[[ Available records, beginning ]]

pub mod devices;
pub mod launcher;
pub mod llm;
pub mod phrases;
pub mod speech;
pub mod stt;

pub use devices::{DeviceController, SimulatedDevices};
pub use launcher::{Launcher, SystemLauncher};
pub use llm::{OllamaClient, ReasoningService};
pub use phrases::PhraseTable;
pub use speech::{CommandSpeaker, MutedSpeaker, Speaker};
pub use stt::{is_silence, ConsoleTranscriber, Transcriber};
//! Runtime configuration.
//!
//! Every field has a default, so an empty (or absent) TOML file yields a
//! working assistant. A handful of environment variables override the file.

use std::path::{Path, PathBuf};
use std::time::Duration;

use serde::Deserialize;

use crate::{Error, Result};

/// Log file override, kept for compatibility with existing deployments.
pub const ENV_LOG_FILE: &str = "ASSISTANT_LOG";
pub const ENV_OLLAMA_HOST: &str = "HERALD_OLLAMA_HOST";
pub const ENV_MODEL: &str = "HERALD_MODEL";

#[derive(Debug, Clone, Default, Deserialize)]
#[serde(default)]
pub struct Config {
    pub memory: MemoryConfig,
    pub log: LogConfig,
    pub reasoning: ReasoningConfig,
    pub listen: ListenConfig,
    pub speech: SpeechConfig,
    pub pacing: PacingConfig,
    pub monitor: MonitorConfig,
    /// Static response table, matched as case-insensitive substrings.
    pub phrases: Vec<PhraseEntry>,
}

#[derive(Debug, Clone, Deserialize)]
#[serde(default)]
pub struct MemoryConfig {
    pub path: PathBuf,
    /// Turns kept on every persist (oldest evicted first).
    pub max_turns: usize,
}

impl Default for MemoryConfig {
    fn default() -> Self {
        Self {
            path: PathBuf::from("conversation.json"),
            max_turns: 50,
        }
    }
}

#[derive(Debug, Clone, Deserialize)]
#[serde(default)]
pub struct LogConfig {
    pub path: PathBuf,
}

impl Default for LogConfig {
    fn default() -> Self {
        Self {
            path: PathBuf::from("assistant.log"),
        }
    }
}

#[derive(Debug, Clone, Deserialize)]
#[serde(default)]
pub struct ReasoningConfig {
    /// Base URL of the Ollama server.
    pub host: String,
    pub model: String,
    pub timeout_secs: u64,
    /// Prior turns included as context in each classification prompt.
    pub history_turns: usize,
}

impl Default for ReasoningConfig {
    fn default() -> Self {
        Self {
            host: "http://127.0.0.1:11434".to_string(),
            model: "phi3".to_string(),
            timeout_secs: 20,
            history_turns: 6,
        }
    }
}

impl ReasoningConfig {
    pub fn timeout(&self) -> Duration {
        Duration::from_secs(self.timeout_secs)
    }
}

#[derive(Debug, Clone, Copy, PartialEq, Eq, Deserialize)]
#[serde(rename_all = "lowercase")]
pub enum TranscriberKind {
    /// Typed input on stdin stands in for the microphone.
    Console,
    /// Microphone capture posted to a Whisper-compatible endpoint.
    Whisper,
}

#[derive(Debug, Clone, Deserialize)]
#[serde(default)]
pub struct ListenConfig {
    pub duration_secs: u64,
    pub transcriber: TranscriberKind,
    pub whisper_url: String,
    pub whisper_model: String,
}

impl Default for ListenConfig {
    fn default() -> Self {
        Self {
            duration_secs: 4,
            transcriber: TranscriberKind::Console,
            whisper_url: "http://127.0.0.1:8080/v1/audio/transcriptions".to_string(),
            whisper_model: "whisper-1".to_string(),
        }
    }
}

#[derive(Debug, Clone, Deserialize)]
#[serde(default)]
pub struct SpeechConfig {
    pub enabled: bool,
    /// Program invoked with the text as its last argument (`say`, `espeak`, ...).
    pub command: String,
    pub args: Vec<String>,
}

impl Default for SpeechConfig {
    fn default() -> Self {
        Self {
            enabled: true,
            command: "say".to_string(),
            args: Vec::new(),
        }
    }
}

#[derive(Debug, Clone, Deserialize)]
#[serde(default)]
pub struct PacingConfig {
    pub base_secs: f64,
    pub per_word_secs: f64,
    pub fallback_secs: f64,
    /// Pause after an iteration failed and was apologized for.
    pub error_pause_secs: f64,
}

impl Default for PacingConfig {
    fn default() -> Self {
        Self {
            base_secs: 1.0,
            per_word_secs: 0.15,
            fallback_secs: 3.0,
            error_pause_secs: 1.0,
        }
    }
}

impl PacingConfig {
    /// No pauses at all. Used by tests and the single-turn surface.
    pub fn immediate() -> Self {
        Self {
            base_secs: 0.0,
            per_word_secs: 0.0,
            fallback_secs: 0.0,
            error_pause_secs: 0.0,
        }
    }

    /// Anti-feedback pause for `text`: base plus a per-word increment.
    /// Falls back to `fallback_secs` if the computed value is not a valid duration.
    pub fn feedback_pause(&self, text: &str) -> Duration {
        let words = text.split_whitespace().count() as f64;
        let secs = self.base_secs + words * self.per_word_secs;
        Duration::try_from_secs_f64(secs).unwrap_or_else(|e| {
            tracing::warn!(error = %e, secs, "invalid feedback pause, using fallback");
            Duration::try_from_secs_f64(self.fallback_secs).unwrap_or(Duration::from_secs(3))
        })
    }

    pub fn error_pause(&self) -> Duration {
        Duration::try_from_secs_f64(self.error_pause_secs).unwrap_or(Duration::from_secs(1))
    }
}

#[derive(Debug, Clone, Deserialize)]
#[serde(default)]
pub struct MonitorConfig {
    /// File holding the latest temperature reading. No monitor runs when unset.
    pub sensor_path: Option<PathBuf>,
    pub poll_secs: u64,
    pub threshold: f64,
}

impl Default for MonitorConfig {
    fn default() -> Self {
        Self {
            sensor_path: None,
            poll_secs: 5,
            threshold: 40.0,
        }
    }
}

#[derive(Debug, Clone, PartialEq, Eq, Deserialize)]
pub struct PhraseEntry {
    pub phrase: String,
    pub response: String,
}

impl Config {
    /// Load from `path` (if any), then apply environment overrides.
    pub fn load(path: Option<&Path>) -> Result<Self> {
        let mut config = match path {
            Some(path) => {
                let raw = std::fs::read_to_string(path).map_err(|e| {
                    Error::Config(format!("cannot read {}: {e}", path.display()))
                })?;
                Self::from_toml_str(&raw)?
            }
            None => Self::default(),
        };
        config.apply_overrides(|key| std::env::var(key).ok());
        Ok(config)
    }

    pub fn from_toml_str(raw: &str) -> Result<Self> {
        let config: Self = toml::from_str(raw)?;
        if config.memory.max_turns == 0 {
            return Err(Error::Config("memory.max_turns must be at least 1".to_string()));
        }
        Ok(config)
    }

    /// Apply overrides from a key lookup (the process environment in production).
    pub fn apply_overrides<F>(&mut self, lookup: F)
    where
        F: Fn(&str) -> Option<String>,
    {
        if let Some(path) = lookup(ENV_LOG_FILE).filter(|v| !v.is_empty()) {
            self.log.path = PathBuf::from(path);
        }
        if let Some(host) = lookup(ENV_OLLAMA_HOST).filter(|v| !v.is_empty()) {
            self.reasoning.host = host;
        }
        if let Some(model) = lookup(ENV_MODEL).filter(|v| !v.is_empty()) {
            self.reasoning.model = model;
        }
    }
}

[[ Available records, end ]]

Wherever the word "PacingConfig" turns up in a line of the entries above, copy that line.

■ **Result of the task**
    pub pacing: PacingConfig,
pub struct PacingConfig {
impl Default for PacingConfig {
impl PacingConfig {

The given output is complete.